→ **What you are asked to do**
Nothing should be left out: write out the whole listing exactly.

→ **Dataset records**
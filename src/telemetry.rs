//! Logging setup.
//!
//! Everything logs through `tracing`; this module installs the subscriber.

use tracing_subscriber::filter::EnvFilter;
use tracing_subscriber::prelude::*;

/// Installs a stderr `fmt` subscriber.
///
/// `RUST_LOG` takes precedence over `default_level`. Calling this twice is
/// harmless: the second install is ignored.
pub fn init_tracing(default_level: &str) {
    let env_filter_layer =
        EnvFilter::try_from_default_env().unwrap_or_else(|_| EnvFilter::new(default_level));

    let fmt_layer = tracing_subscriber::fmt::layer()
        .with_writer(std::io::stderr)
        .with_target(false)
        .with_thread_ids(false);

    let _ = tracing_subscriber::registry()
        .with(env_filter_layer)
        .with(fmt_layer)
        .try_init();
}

→ **The completed task**
filename src/telemetry.rs
//! Logging setup.
//!
//! Everything logs through `tracing`; this module installs the subscriber.

use tracing_subscriber::filter::EnvFilter;
use tracing_subscriber::prelude::*;

/// Installs a stderr `fmt` subscriber.
///
/// `RUST_LOG` takes precedence over `default_level`. Calling this twice is
/// harmless: the second install is ignored.
pub fn init_tracing(default_level: &str) {
    let env_filter_layer =
        EnvFilter::try_from_default_env().unwrap_or_else(|_| EnvFilter::new(default_level));

    let fmt_layer = tracing_subscriber::fmt::layer()
        .with_writer(std::io::stderr)
        .with_target(false)
        .with_thread_ids(false);

    let _ = tracing_subscriber::registry()
        .with(env_filter_layer)
        .with(fmt_layer)
        .try_init();
}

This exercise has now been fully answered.